Exercise directions:
Within the records below is a range that opens at the line with "pb.set_message(message.to_string());" and closes at the line with "body (unmatched routes).". Return that range word for word, both ends included, and only that range.
*** Begin section ***
use crate::model::{ArtifactStatus, LoadReport};
use crate::storage::HistoryRow;
use tabled::{Table, Tabled, settings::Style};

/// Longest input text shown in a history table cell
const TEXT_PREVIEW_CHARS: usize = 48;

#[derive(Tabled)]
pub struct TableRow {
    #[tabled(rename = "Metric")]
    pub metric: String,
    #[tabled(rename = "Value")]
    pub value: String,
}

pub struct TableBuilder {
    rows: Vec<TableRow>,
}

impl Default for TableBuilder {
    fn default() -> Self {
        Self::new()
    }
}

impl TableBuilder {
    pub fn new() -> Self {
        Self { rows: Vec::new() }
    }

    pub fn add_row(&mut self, label: &str, value: &str) {
        self.rows.push(TableRow {
            metric: label.to_string(),
            value: value.to_string(),
        });
    }

    pub fn build(&self) -> String {
        if self.rows.is_empty() {
            return String::new();
        }

        Table::new(&self.rows).with(Style::rounded()).to_string()
    }
}

#[derive(Tabled)]
struct HistoryTableRow {
    #[tabled(rename = "ID")]
    id: i64,
    #[tabled(rename = "Date")]
    created_at: String,
    #[tabled(rename = "Model")]
    model: String,
    #[tabled(rename = "Prediction")]
    label: String,
    #[tabled(rename = "AI Probability")]
    probability: String,
    #[tabled(rename = "Text")]
    text: String,
}

fn preview(text: &str) -> String {
    let flat = text.split_whitespace().collect::<Vec<_>>().join(" ");
    if flat.chars().count() <= TEXT_PREVIEW_CHARS {
        return flat;
    }
    let mut cut: String = flat.chars().take(TEXT_PREVIEW_CHARS - 1).collect();
    cut.push('…');
    cut
}

pub fn history_table(rows: &[HistoryRow]) -> String {
    let rows: Vec<HistoryTableRow> = rows
        .iter()
        .map(|r| HistoryTableRow {
            id: r.id,
            created_at: r.created_at.clone(),
            model: r.model_name.clone(),
            label: r.label.to_string(),
            probability: format!("{:.4}", r.ai_probability),
            text: preview(&r.input_text),
        })
        .collect();

    Table::new(rows).with(Style::rounded()).to_string()
}

#[derive(Tabled)]
struct ModelTableRow {
    #[tabled(rename = "Artifact")]
    name: String,
    #[tabled(rename = "Status")]
    status: String,
    #[tabled(rename = "Detail")]
    detail: String,
}

fn status_cells(status: &ArtifactStatus) -> (String, String) {
    match status {
        ArtifactStatus::Loaded { digest, .. } => {
            ("loaded".to_string(), digest.chars().take(16).collect())
        }
        ArtifactStatus::Unavailable { path, reason } => {
            ("unavailable".to_string(), format!("{} ({})", reason, path.display()))
        }
        ArtifactStatus::Provided => ("provided".to_string(), String::new()),
    }
}

pub fn models_table(report: &LoadReport) -> String {
    let mut rows = Vec::with_capacity(report.models.len() + 1);
    let (status, detail) = status_cells(&report.vectorizer);
    rows.push(ModelTableRow {
        name: "(vectorizer)".to_string(),
        status,
        detail,
    });
    for (name, artifact) in &report.models {
        let (status, detail) = status_cells(artifact);
        rows.push(ModelTableRow {
            name: name.clone(),
            status,
            detail,
        });
    }

    Table::new(rows).with(Style::rounded()).to_string()
}

pub fn stats_table(stats: &[(&str, &str)]) -> String {
    let mut builder = TableBuilder::new();
    for (label, value) in stats {
        builder.add_row(label, value);
    }
    builder.build()
}

#[cfg(test)]
mod tests {
    use super::*;
    use crate::label::Label;

    #[test]
    fn test_preview_truncates_and_flattens() {
        assert_eq!(preview("short\ntext"), "short text");
        let long = "word ".repeat(40);
        let p = preview(&long);
        assert_eq!(p.chars().count(), TEXT_PREVIEW_CHARS);
        assert!(p.ends_with('…'));
    }

    #[test]
    fn test_history_table_contains_rows() {
        let rows = vec![HistoryRow {
            id: 7,
            created_at: "2026-01-02 03:04:05".to_string(),
            model_name: "Random Forest".to_string(),
            label: Label::Ai,
            ai_probability: 0.95,
            input_text: "an abstract".to_string(),
        }];
        let table = history_table(&rows);
        assert!(table.contains("Random Forest"));
        assert!(table.contains("0.9500"));
        assert!(table.contains("AI"));
    }

    #[test]
    fn test_empty_builder() {
        assert!(TableBuilder::new().build().is_empty());
        assert!(stats_table(&[("Entries", "3")]).contains("Entries"));
    }
}
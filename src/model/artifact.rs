//! Reading vectorizer and classifier artifacts from disk

use super::classifier::{LogisticRegression, MultinomialNb, RandomForest};
use super::vectorizer::{TfidfParams, TfidfVectorizer};
use super::{Classifier, Vectorizer};
use crate::{Error, Result};
use serde::de::DeserializeOwned;
use serde::{Deserialize, Serialize};
use std::path::{Path, PathBuf};

#[derive(Debug, Clone, Serialize, Deserialize)]
#[serde(tag = "kind", rename_all = "snake_case")]
pub enum VectorizerArtifact {
    Tfidf(TfidfParams),
}

#[derive(Debug, Clone, Serialize, Deserialize)]
#[serde(tag = "kind", rename_all = "snake_case")]
pub enum ClassifierArtifact {
    LogisticRegression(LogisticRegression),
    MultinomialNb(MultinomialNb),
    RandomForest(RandomForest),
}

impl ClassifierArtifact {
    pub fn kind(&self) -> &'static str {
        match self {
            ClassifierArtifact::LogisticRegression(_) => "logistic_regression",
            ClassifierArtifact::MultinomialNb(_) => "multinomial_nb",
            ClassifierArtifact::RandomForest(_) => "random_forest",
        }
    }

    fn into_classifier(self) -> std::result::Result<Box<dyn Classifier>, String> {
        match self {
            ClassifierArtifact::LogisticRegression(m) => {
                m.validate()?;
                Ok(Box::new(m))
            }
            ClassifierArtifact::MultinomialNb(m) => {
                m.validate()?;
                Ok(Box::new(m))
            }
            ClassifierArtifact::RandomForest(m) => {
                m.validate()?;
                Ok(Box::new(m))
            }
        }
    }
}

/// Outcome of loading one artifact
#[derive(Debug, Clone, PartialEq, Serialize)]
#[serde(tag = "status", rename_all = "snake_case")]
pub enum ArtifactStatus {
    Loaded { path: PathBuf, digest: String },
    Unavailable { path: PathBuf, reason: String },
    /// Supplied in memory rather than read from disk
    Provided,
}

impl ArtifactStatus {
    pub fn is_available(&self) -> bool {
        !matches!(self, ArtifactStatus::Unavailable { .. })
    }
}

/// A loaded artifact together with the blake3 digest of its bytes
pub struct Loaded<T> {
    pub value: T,
    pub digest: String,
}

fn artifact_error(path: &Path, reason: impl Into<String>) -> Error {
    Error::Artifact {
        path: path.to_path_buf(),
        reason: reason.into(),
    }
}

fn read_artifact<T: DeserializeOwned>(path: &Path) -> Result<Loaded<T>> {
    let bytes = std::fs::read(path).map_err(|e| {
        if e.kind() == std::io::ErrorKind::NotFound {
            artifact_error(path, "not found")
        } else {
            artifact_error(path, format!("unreadable: {}", e))
        }
    })?;
    let digest = blake3::hash(&bytes).to_hex().to_string();
    let value = serde_json::from_slice(&bytes)
        .map_err(|e| artifact_error(path, format!("corrupt artifact: {}", e)))?;
    Ok(Loaded { value, digest })
}

pub fn load_vectorizer(path: &Path) -> Result<Loaded<Box<dyn Vectorizer>>> {
    let loaded: Loaded<VectorizerArtifact> = read_artifact(path)?;
    let vectorizer: Box<dyn Vectorizer> = match loaded.value {
        VectorizerArtifact::Tfidf(params) => {
            Box::new(TfidfVectorizer::from_params(params).map_err(|e| artifact_error(path, e))?)
        }
    };
    Ok(Loaded {
        value: vectorizer,
        digest: loaded.digest,
    })
}

pub fn load_classifier(path: &Path) -> Result<Loaded<Box<dyn Classifier>>> {
    let loaded: Loaded<ClassifierArtifact> = read_artifact(path)?;
    let kind = loaded.value.kind();
    let classifier = loaded
        .value
        .into_classifier()
        .map_err(|e| artifact_error(path, format!("invalid {}: {}", kind, e)))?;
    Ok(Loaded {
        value: classifier,
        digest: loaded.digest,
    })
}
use crate::ui::{Icons, theme};
use owo_colors::OwoColorize;

pub fn banner(title: &str, subtitle: &str) {
    println!();
    println!("  {}", title);
    println!("  {}", subtitle.style(theme().dim.clone()));
    println!();
}

pub fn success(label: &str) {
    println!("{} {}", Icons::CHECK, label.style(theme().success.clone()));
}

pub fn error(label: &str) {
    eprintln!("{} {}", Icons::CROSS, label.style(theme().error.clone()));
}

pub fn warn(label: &str) {
    eprintln!("{} {}", Icons::WARN, label.style(theme().warn.clone()));
}

pub fn info(label: &str, value: &str) {
    println!(
        "{} {}: {}",
        Icons::INFO.style(theme().info.clone()),
        label.style(theme().dim.clone()),
        value
    );
}

pub fn section(title: &str) {
    println!();
    println!("━{}━", title.style(theme().header.clone()));
}

pub fn dim(text: &str) -> String {
    text.style(theme().dim.clone()).to_string()
}

pub fn muted(text: &str) -> String {
    text.style(theme().muted.clone()).to_string()
}

pub fn summary_row(label: &str, value: &str) {
    println!("  {} {}", label.style(theme().dim.clone()), value);
}

/// Probability as a percentage with one decimal, e.g. "%87.5"
pub fn percent(p: f64) -> String {
    format!("%{:.1}", p * 100.0)
}

#[cfg(test)]
mod tests {
    use super::*;

    #[test]
    fn test_percent() {
        assert_eq!(percent(0.875), "%87.5");
        assert_eq!(percent(0.0), "%0.0");
        assert_eq!(percent(1.0), "%100.0");
    }
}
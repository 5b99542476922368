use indicatif::ProgressBar;
use std::time::Duration;

pub struct Spinner {
    pb: ProgressBar,
}

impl Spinner {
    pub fn new(message: &str) -> Self {
        let pb = if console::Term::stderr().is_term() {
            ProgressBar::new_spinner()
        } else {
            ProgressBar::hidden()
        };
        pb.set_message(message.to_string());
        pb.enable_steady_tick(Duration::from_millis(100));
        Self { pb }
    }

    pub fn finish_and_clear(&self) {
        self.pb.finish_and_clear();
    }
}

#[cfg(test)]
mod tests {
    use super::*;

    #[test]
    fn test_spinner_finishes_cleared() {
        let spinner = Spinner::new("Loading models...");
        spinner.finish_and_clear();
        assert!(spinner.pb.is_finished());
    }
}
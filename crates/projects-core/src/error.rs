use thiserror::Error;

/// Core errors for project storage.
#[derive(Debug, Error)]
pub enum CoreError {
    #[error("DynamoDB error: {0}")]
    Dynamo(#[from] aws_sdk_dynamodb::Error),

    #[error("Serialization error: {0}")]
    Serde(#[from] serde_dynamo::Error),

    #[error("Not found: {0}")]
    NotFound(String),
}
use lambda_http::http::header::{CONTENT_TYPE, HeaderValue};
use lambda_http::http::StatusCode;
use lambda_http::{Body, Response};
use serde::Serialize;

/// Body shape for successful operations.
#[derive(Serialize)]
struct SuccessBody<T: Serialize> {
    status: bool,
    message: String,
    #[serde(skip_serializing_if = "Option::is_none")]
    data: Option<T>,
}

/// Body shape for failed operations.
#[derive(Serialize)]
struct FailureBody {
    status: bool,
    message: String,
    error: String,
}

/// Build a success envelope. `data: None` omits the field entirely.
pub fn success<T: Serialize>(
    code: StatusCode,
    message: impl Into<String>,
    data: Option<T>,
) -> Response<Body> {
    json_response(
        code,
        &SuccessBody {
            status: true,
            message: message.into(),
            data,
        },
    )
}

/// Build a failure envelope with an opaque error detail.
pub fn failure(
    code: StatusCode,
    message: impl Into<String>,
    error: impl Into<String>,
) -> Response<Body> {
    json_response(
        code,
        &FailureBody {
            status: false,
            message: message.into(),
            error: error.into(),
        },
    )
}

/// Build a response with an empty JSON object body (unmatched routes).
pub fn empty(code: StatusCode) -> Response<Body> {
    json_response(code, &serde_json::json!({}))
}

fn json_response(code: StatusCode, payload: &impl Serialize) -> Response<Body> {
    let body = serde_json::to_string(payload).unwrap_or_else(|err| {
        tracing::error!("response serialization failed: {err}");
        r#"{"status":false,"message":"Internal server error."}"#.to_owned()
    });

    let mut response = Response::new(Body::Text(body));
    *response.status_mut() = code;
    response
        .headers_mut()
        .insert(CONTENT_TYPE, HeaderValue::from_static("application/json"));
    response
}
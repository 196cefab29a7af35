use lambda_http::{Error, run, service_fn};
use tracing_subscriber::EnvFilter;

use projects_core::ProjectStore;

mod errors;
mod ids;
mod response;
mod routes;

use routes::function_handler;

#[tokio::main]
async fn main() -> Result<(), Error> {
    tracing_subscriber::fmt()
        .json()
        .with_env_filter(
            EnvFilter::try_from_default_env().unwrap_or_else(|_| EnvFilter::new("info")),
        )
        .init();

    let table_name =
        std::env::var("PROJECTS_TABLE").map_err(|_| Error::from("PROJECTS_TABLE not set"))?;

    // One store handle for the process lifetime, reused across invocations.
    let store = ProjectStore::new(table_name).await;

    run(service_fn(|event| function_handler(&store, event))).await
}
*** End section ***
Written response:
        pb.set_message(message.to_string());
        pb.enable_steady_tick(Duration::from_millis(100));
        Self { pb }
    }

    pub fn finish_and_clear(&self) {
        self.pb.finish_and_clear();
    }
}

#[cfg(test)]
mod tests {
    use super::*;

    #[test]
    fn test_spinner_finishes_cleared() {
        let spinner = Spinner::new("Loading models...");
        spinner.finish_and_clear();
        assert!(spinner.pb.is_finished());
    }
}
filename crates/projects-core/src/error.rs
use thiserror::Error;

/// Core errors for project storage.
#[derive(Debug, Error)]
pub enum CoreError {
    #[error("DynamoDB error: {0}")]
    Dynamo(#[from] aws_sdk_dynamodb::Error),

    #[error("Serialization error: {0}")]
    Serde(#[from] serde_dynamo::Error),

    #[error("Not found: {0}")]
    NotFound(String),
}
use lambda_http::http::header::{CONTENT_TYPE, HeaderValue};
use lambda_http::http::StatusCode;
use lambda_http::{Body, Response};
use serde::Serialize;

/// Body shape for successful operations.
#[derive(Serialize)]
struct SuccessBody<T: Serialize> {
    status: bool,
    message: String,
    #[serde(skip_serializing_if = "Option::is_none")]
    data: Option<T>,
}

/// Body shape for failed operations.
#[derive(Serialize)]
struct FailureBody {
    status: bool,
    message: String,
    error: String,
}

/// Build a success envelope. `data: None` omits the field entirely.
pub fn success<T: Serialize>(
    code: StatusCode,
    message: impl Into<String>,
    data: Option<T>,
) -> Response<Body> {
    json_response(
        code,
        &SuccessBody {
            status: true,
            message: message.into(),
            data,
        },
    )
}

/// Build a failure envelope with an opaque error detail.
pub fn failure(
    code: StatusCode,
    message: impl Into<String>,
    error: impl Into<String>,
) -> Response<Body> {
    json_response(
        code,
        &FailureBody {
            status: false,
            message: message.into(),
            error: error.into(),
        },
    )
}

/// Build a response with an empty JSON object body (unmatched routes).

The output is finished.